Parsons was torn. She wasn’t that friendly with Bergman, who had never kowtowed to the Hollywood gossips by sending expensive Christmas gifts or singing at their parties. Still, Parsons had never written something that could wreck an actor’s career; while she knew where the bodies were buried, she tended to leverage that information to land more wholesome stories.
But who could resist a chance to get one over on the competition? Parsons’ meeting with Hughes came four months after Bergman had met Parsons’ arch-rival, Hedda Hopper, in Rome. Hopper had specifically asked if the actress was pregnant. “Good heavens, Hedda. Do I look like it?” gasped Bergman. Despite Italian newspaper reports to the contrary, Hopper believed her and ran her denial in her column, ‘Hedda Hopper’s Hollywood’.
Parsons published her scoop, causing a scandal that led to Bergman being denounced on the floor of the US Senate for an hour as a “moral outlaw”. There were calls for her films to be banned. She didn’t make another American one until 1956, and never forgave Parsons. Bergman’s career was — for now — in tatters, but Parsons once again led front pages around the country and, as Hopper herself admitted in her autobiography The Whole Truth And Nothing But, “Louella left me with egg on my face.”

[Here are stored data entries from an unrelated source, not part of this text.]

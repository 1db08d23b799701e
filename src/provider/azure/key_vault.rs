//! # Azure Key Vault Client
//!
//! Reads secrets from the Key Vault Secrets REST API.
//!
//! `GET {vault}/secrets/{name}/{version}?api-version=7.4` returns the value,
//! the versioned id (`.../secrets/{name}/{version}`) and attributes whose
//! `created` timestamp orders versions.

use crate::constants::{KEY_VAULT_API_VERSION, KEY_VAULT_SCOPE};
use crate::observability::metrics;
use crate::provider::azure::credential::access_token;
use crate::provider::{FetchedSecret, SecretRef, SecretSource, SecretValue, SecretVersion, SourceError};
use async_trait::async_trait;
use azure_core::credentials::TokenCredential;
use reqwest::StatusCode;
use serde::Deserialize;
use std::sync::Arc;
use std::time::Instant;
use tracing::{debug, Instrument};

#[derive(Deserialize)]
struct SecretBundle {
    #[serde(default)]
    value: Option<String>,
    id: String,
    #[serde(default)]
    attributes: Option<SecretAttributes>,
}

#[derive(Deserialize)]
struct SecretAttributes {
    #[serde(default)]
    enabled: Option<bool>,
    #[serde(default)]
    created: Option<i64>,
}

#[derive(Deserialize)]
struct KeyVaultErrorResponse {
    error: KeyVaultErrorBody,
}

#[derive(Deserialize)]
struct KeyVaultErrorBody {
    #[serde(default)]
    code: String,
    #[serde(default)]
    message: String,
}

/// Azure Key Vault secret source
pub struct AzureKeyVault {
    http: reqwest::Client,
    credential: Arc<dyn TokenCredential>,
}

impl std::fmt::Debug for AzureKeyVault {
    fn fmt(&self, f: &mut std::fmt::Formatter<'_>) -> std::fmt::Result {
        f.debug_struct("AzureKeyVault").finish_non_exhaustive()
    }
}

impl AzureKeyVault {
    #[must_use]
    pub fn new(http: reqwest::Client, credential: Arc<dyn TokenCredential>) -> Self {
        Self { http, credential }
    }
}

/// Vault base URL for a vault name
///
/// Accepts a bare vault name or a full URL (used for sovereign clouds and tests).
#[must_use]
pub fn vault_url(vault_name: &str) -> String {
    if vault_name.starts_with("https://") || vault_name.starts_with("http://") {
        if vault_name.ends_with('/') {
            vault_name.to_string()
        } else {
            format!("{vault_name}/")
        }
    } else {
        format!("https://{vault_name}.vault.azure.net/")
    }
}

/// Request URL for a secret reference
#[must_use]
pub fn secret_url(reference: &SecretRef) -> String {
    let base = vault_url(&reference.vault_name);
    match &reference.version {
        Some(version) => format!(
            "{base}secrets/{}/{version}?api-version={KEY_VAULT_API_VERSION}",
            reference.secret_name
        ),
        None => format!(
            "{base}secrets/{}?api-version={KEY_VAULT_API_VERSION}",
            reference.secret_name
        ),
    }
}

/// Map a non-success Key Vault response to a `SourceError`
///
/// 401/403 are authorization failures, except `SecretDisabled` which is an
/// operator-side state that may be reverted. Everything else is retried.
#[must_use]
pub fn classify_response(reference: &SecretRef, status: StatusCode, body: &str) -> SourceError {
    let (code, message) = match serde_json::from_str::<KeyVaultErrorResponse>(body) {
        Ok(parsed) => (parsed.error.code, parsed.error.message),
        Err(_) => (String::new(), body.to_string()),
    };
    let detail = if code.is_empty() {
        format!("HTTP {status}: {message}")
    } else {
        format!("HTTP {status} {code}: {message}")
    };

    match status {
        StatusCode::UNAUTHORIZED => SourceError::auth(reference, detail),
        StatusCode::FORBIDDEN if code != "SecretDisabled" => SourceError::auth(reference, detail),
        _ => SourceError::fetch(reference, detail),
    }
}

#[async_trait]
impl SecretSource for AzureKeyVault {
    async fn fetch(&self, reference: &SecretRef) -> Result<FetchedSecret, SourceError> {
        let span = tracing::debug_span!(
            "azure.keyvault.secret.get",
            secret.name = reference.secret_name.as_str(),
            vault.name = reference.vault_name.as_str()
        );
        let start = Instant::now();

        async move {
            let token = access_token(self.credential.as_ref(), KEY_VAULT_SCOPE)
                .await
                .map_err(|e| {
                    metrics::increment_provider_operation_errors("keyvault");
                    if e.is_transient() {
                        SourceError::fetch(reference, e.to_string())
                    } else {
                        SourceError::auth(reference, e.to_string())
                    }
                })?;

            let response = self
                .http
                .get(secret_url(reference))
                .bearer_auth(token)
                .send()
                .await
                .map_err(|e| {
                    metrics::increment_provider_operation_errors("keyvault");
                    SourceError::fetch(reference, e.to_string())
                })?;

            let status = response.status();
            if !status.is_success() {
                let body = response.text().await.unwrap_or_default();
                metrics::increment_provider_operation_errors("keyvault");
                return Err(classify_response(reference, status, &body));
            }

            let bundle: SecretBundle = response.json().await.map_err(|e| {
                metrics::increment_provider_operation_errors("keyvault");
                SourceError::fetch(reference, format!("malformed secret bundle: {e}"))
            })?;

            let attributes = bundle.attributes.unwrap_or(SecretAttributes {
                enabled: None,
                created: None,
            });
            if attributes.enabled == Some(false) {
                return Err(SourceError::fetch(reference, "secret version is disabled"));
            }
            let value = bundle
                .value
                .ok_or_else(|| SourceError::fetch(reference, "secret bundle has no value"))?;
            let version_id = bundle
                .id
                .trim_end_matches('/')
                .rsplit('/')
                .next()
                .unwrap_or_default()
                .to_string();

            metrics::record_provider_operation("keyvault", "get", start.elapsed().as_secs_f64());
            debug!(
                secret.version = version_id.as_str(),
                duration_ms = start.elapsed().as_millis() as u64,
                "Fetched Key Vault secret"
            );

            Ok::<_, SourceError>(FetchedSecret {
                reference: reference.clone(),
                version: SecretVersion::new(version_id, attributes.created.unwrap_or_default()),
                value: SecretValue::new(value),
            })
        }
        .instrument(span)
        .await
    }
}

#[cfg(test)]
mod tests {
    use super::*;

    #[test]
    fn test_azure_vault_url_construction() {
        assert_eq!(vault_url("my-vault"), "https://my-vault.vault.azure.net/");
        assert_eq!(
            vault_url("https://custom-vault.vault.azure.net/"),
            "https://custom-vault.vault.azure.net/"
        );
        assert_eq!(vault_url("http://127.0.0.1:8200"), "http://127.0.0.1:8200/");
    }

    #[test]
    fn test_secret_url_latest_and_pinned() {
        let latest = SecretRef::new("solr-kv", "admin-password");
        assert_eq!(
            secret_url(&latest),
            "https://solr-kv.vault.azure.net/secrets/admin-password?api-version=7.4"
        );
        let pinned = latest.pinned("0123abcd");
        assert_eq!(
            secret_url(&pinned),
            "https://solr-kv.vault.azure.net/secrets/admin-password/0123abcd?api-version=7.4"
        );
    }

    #[test]
    fn test_classify_forbidden_is_auth() {
        let reference = SecretRef::new("kv", "s");
        let body = r#"{"error":{"code":"Forbidden","message":"Caller is not authorized"}}"#;
        let err = classify_response(&reference, StatusCode::FORBIDDEN, body);
        assert!(matches!(err, SourceError::Auth { .. }));
        assert!(err.to_string().contains("Caller is not authorized"));
    }

    #[test]
    fn test_classify_disabled_secret_is_fetch() {
        let reference = SecretRef::new("kv", "s");
        let body = r#"{"error":{"code":"SecretDisabled","message":"Operation get is not allowed on a disabled secret."}}"#;
        let err = classify_response(&reference, StatusCode::FORBIDDEN, body);
        assert!(err.is_transient());
    }

    #[test]
    fn test_classify_not_found_and_throttling_are_transient() {
        let reference = SecretRef::new("kv", "s");
        for status in [
            StatusCode::NOT_FOUND,
            StatusCode::TOO_MANY_REQUESTS,
            StatusCode::SERVICE_UNAVAILABLE,
        ] {
            assert!(classify_response(&reference, status, "").is_transient());
        }
        assert!(!classify_response(&reference, StatusCode::UNAUTHORIZED, "nope").is_transient());
    }
}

Hopper spread the rumour that Parsons had actually imprisoned Bergman’s press agent for three days immediately after the scoop to stop him giving anyone else any more details exclusively; Parsons denied it, explaining that she’d only given the stressed man dinner and somewhere to nap.
What’s remarkable is that Hopper’s claims of kidnapping were not dismissed out of hand — any more than the rumours that Parsons only got her column in the first place after helping her millionaire boss and close ally, newspaper titan William Randolph Hearst, cover up a murder (she didn’t; the dates don’t fit). In the febrile world of Hollywood gossip and the war between its two most famed rivals, anything seemed possible.